LISTED RECORDS:
-- Opening Marker --

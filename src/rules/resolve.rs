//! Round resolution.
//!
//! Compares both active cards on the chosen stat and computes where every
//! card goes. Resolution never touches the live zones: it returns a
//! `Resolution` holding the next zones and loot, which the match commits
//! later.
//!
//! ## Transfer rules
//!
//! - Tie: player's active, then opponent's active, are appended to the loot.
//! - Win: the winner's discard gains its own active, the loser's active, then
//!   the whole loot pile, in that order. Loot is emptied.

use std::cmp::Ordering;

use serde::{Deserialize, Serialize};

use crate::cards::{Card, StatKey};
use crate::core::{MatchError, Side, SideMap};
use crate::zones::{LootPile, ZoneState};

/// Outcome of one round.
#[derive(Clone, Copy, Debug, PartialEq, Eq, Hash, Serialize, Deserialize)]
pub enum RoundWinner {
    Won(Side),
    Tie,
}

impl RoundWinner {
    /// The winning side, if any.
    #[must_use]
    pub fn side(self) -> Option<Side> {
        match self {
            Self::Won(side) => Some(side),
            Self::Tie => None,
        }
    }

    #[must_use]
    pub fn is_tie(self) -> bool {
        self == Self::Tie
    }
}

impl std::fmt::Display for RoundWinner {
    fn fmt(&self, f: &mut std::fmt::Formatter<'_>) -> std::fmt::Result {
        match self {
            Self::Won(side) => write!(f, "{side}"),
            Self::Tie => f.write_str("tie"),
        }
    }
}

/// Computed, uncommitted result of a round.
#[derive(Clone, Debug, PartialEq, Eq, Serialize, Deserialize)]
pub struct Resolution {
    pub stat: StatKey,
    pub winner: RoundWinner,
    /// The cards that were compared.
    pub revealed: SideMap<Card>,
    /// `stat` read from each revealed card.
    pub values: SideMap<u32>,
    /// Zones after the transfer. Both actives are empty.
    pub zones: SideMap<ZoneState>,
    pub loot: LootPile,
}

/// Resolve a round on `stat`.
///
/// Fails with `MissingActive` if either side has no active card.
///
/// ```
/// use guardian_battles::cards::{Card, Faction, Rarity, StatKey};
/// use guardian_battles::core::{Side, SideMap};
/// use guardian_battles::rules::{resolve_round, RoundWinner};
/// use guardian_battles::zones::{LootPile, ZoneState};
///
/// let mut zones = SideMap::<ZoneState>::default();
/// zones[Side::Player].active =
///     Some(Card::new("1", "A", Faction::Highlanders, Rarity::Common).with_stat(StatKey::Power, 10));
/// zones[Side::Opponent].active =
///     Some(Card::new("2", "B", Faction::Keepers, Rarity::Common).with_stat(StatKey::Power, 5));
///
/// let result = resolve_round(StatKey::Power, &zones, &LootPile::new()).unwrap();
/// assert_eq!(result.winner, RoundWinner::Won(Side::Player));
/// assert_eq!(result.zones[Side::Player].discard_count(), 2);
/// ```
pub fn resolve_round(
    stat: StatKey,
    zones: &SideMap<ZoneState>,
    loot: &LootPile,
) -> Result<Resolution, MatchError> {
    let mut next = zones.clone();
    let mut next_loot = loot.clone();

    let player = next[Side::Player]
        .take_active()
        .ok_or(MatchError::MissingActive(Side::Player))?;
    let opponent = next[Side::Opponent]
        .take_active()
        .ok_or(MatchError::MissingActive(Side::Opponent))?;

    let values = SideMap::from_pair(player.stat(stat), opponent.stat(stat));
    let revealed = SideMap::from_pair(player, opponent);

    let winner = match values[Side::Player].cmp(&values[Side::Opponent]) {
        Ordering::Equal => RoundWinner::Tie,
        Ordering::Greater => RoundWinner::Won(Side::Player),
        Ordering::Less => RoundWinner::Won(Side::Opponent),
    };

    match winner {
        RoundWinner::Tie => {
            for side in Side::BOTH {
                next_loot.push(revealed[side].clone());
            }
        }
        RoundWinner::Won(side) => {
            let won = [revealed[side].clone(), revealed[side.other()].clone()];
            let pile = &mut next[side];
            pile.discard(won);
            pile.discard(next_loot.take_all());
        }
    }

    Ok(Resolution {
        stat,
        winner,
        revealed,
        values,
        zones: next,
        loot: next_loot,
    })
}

-- Closing Marker --
-- Opening Marker --

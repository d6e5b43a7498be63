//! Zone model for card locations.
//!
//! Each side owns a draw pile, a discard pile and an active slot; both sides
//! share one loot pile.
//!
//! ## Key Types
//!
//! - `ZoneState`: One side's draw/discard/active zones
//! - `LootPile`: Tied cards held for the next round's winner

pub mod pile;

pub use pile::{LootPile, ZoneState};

-- Closing Marker --
-- Opening Marker --

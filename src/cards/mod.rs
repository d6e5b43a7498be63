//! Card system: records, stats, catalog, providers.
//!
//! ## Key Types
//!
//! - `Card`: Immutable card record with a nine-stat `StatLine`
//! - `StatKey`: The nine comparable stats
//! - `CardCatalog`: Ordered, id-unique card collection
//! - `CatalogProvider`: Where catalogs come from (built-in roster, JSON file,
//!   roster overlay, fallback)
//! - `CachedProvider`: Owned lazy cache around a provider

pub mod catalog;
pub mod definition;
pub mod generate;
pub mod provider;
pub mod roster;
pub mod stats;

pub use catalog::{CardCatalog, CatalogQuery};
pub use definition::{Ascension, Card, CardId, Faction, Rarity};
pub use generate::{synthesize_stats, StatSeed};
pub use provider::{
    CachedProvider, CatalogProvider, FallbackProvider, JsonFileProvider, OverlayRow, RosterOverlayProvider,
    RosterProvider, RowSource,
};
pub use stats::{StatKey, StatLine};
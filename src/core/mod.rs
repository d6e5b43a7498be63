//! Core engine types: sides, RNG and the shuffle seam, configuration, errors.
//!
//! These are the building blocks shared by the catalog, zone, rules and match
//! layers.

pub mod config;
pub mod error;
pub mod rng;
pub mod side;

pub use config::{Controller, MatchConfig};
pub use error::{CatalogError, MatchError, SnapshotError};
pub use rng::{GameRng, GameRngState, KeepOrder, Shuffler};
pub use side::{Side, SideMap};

-- Closing Marker --

ACTION ITEM:
Using the data above, establish how many lines include the word "draw"; the reply is that number only.

RESULT OF THE TASK:
2